This idea bears more than a little resemblance to a standard way the PUC has always managed rate cases every three years or so to set allowed revenues and rate schedules. When they do this, the utility, PUC and consumer advocate rely on optimization models that are used to estimate costs and set allowed revenue. The idea laid out above bears some similarity to this process, except that it would encompass costs and benefits that would in one way or another extend beyond the utility’s own costs. The new big piece is incorporation of the demand side–-customers' benefits from electricity use. That’s something myself, Mathias Fripp and Imelda, a UH Mānoa PhD student, recently figured out how to do in order to show how much variable pricing and demand response can lower the cost renewable energy.

In conventional utility regulation, the model is used as a cost baseline to set allowed revenue. Here it would set the target level of social value.

Allowed Revenue = a + b ( social value - target social value)

Besides the model assumptions, which would set the target social value, the PUC would need to set levels for a and b, which set baseline revenue for the utility and the degree to which the utility would be rewarded or punished for exceeding or falling short of the target.
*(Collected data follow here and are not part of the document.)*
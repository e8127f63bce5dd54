// Copyright (c) 2025-2026, Tom Ouellette
// Licensed under the Apache License, Version 2.0 (the "License");
// you may not use this file except in compliance with the License.
// A copy of the License has been included in the root of the repository.

pub mod path;
pub mod track;
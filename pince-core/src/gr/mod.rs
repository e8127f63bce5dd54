// Copyright (c) 2025-2026, Tom Ouellette
// Licensed under the Apache License, Version 2.0 (the "License");
// you may not use this file except in compliance with the License.
// A copy of the License has been included in the root of the repository.

mod detect;
mod evaluate;
mod grasps;
mod maps;
mod rectangle;

pub use rectangle::GraspRectangle;
pub use rectangle::{angle_difference, normalize_angle};

pub use grasps::{Candidates, GroundTruth};
pub use grasps::{read_grasps_json, write_grasps_json};

pub use maps::HeatMaps;
pub use maps::Prediction;

pub use detect::ExtractConfig;
pub use detect::{extract_grasps, extract_grasps_with};

pub use evaluate::IouTally;
pub use evaluate::IouRecord;
pub use evaluate::MatchConfig;
pub use evaluate::{calculate_iou_match, is_match};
All of this may seem abstract, and on some level, it is. I can’t argue with the idea that this is a “black box” model (except that that is publicly available, and there is always a black box model). It will take some work to make it clearer for a broader audience. We'll work on that. It’s still early….

Stepping back, the big picture idea here is to cut all engines on the Titanic and harness the coordinated efforts of its captain together with those of a hundred tugboats to push the ship in better direction for everyone. The metaphorical iceberg here is mass grid defection, which I fear could be more likely, and sooner, than many realize.

- Michael Roberts
UHERO Research Fellow and Professor of Economics


Should regulators fear bond-rating agencies?

It seems that our political and administrative leaders worry about the bond rating agencies. Their fear is understandable. The cost of capital looms large in all manner of infrastructure projects, and the cost of that capital depends on how risky investors perceive repayment to be.

The cost of capital also looms large for our investor-owned electric utility. HECO has a lot of capital to finance, some of it through corporate bond issues. It is also the sole “off-taker” for many independent power producers, so its financial health may affect the borrowing costs of these counterparties.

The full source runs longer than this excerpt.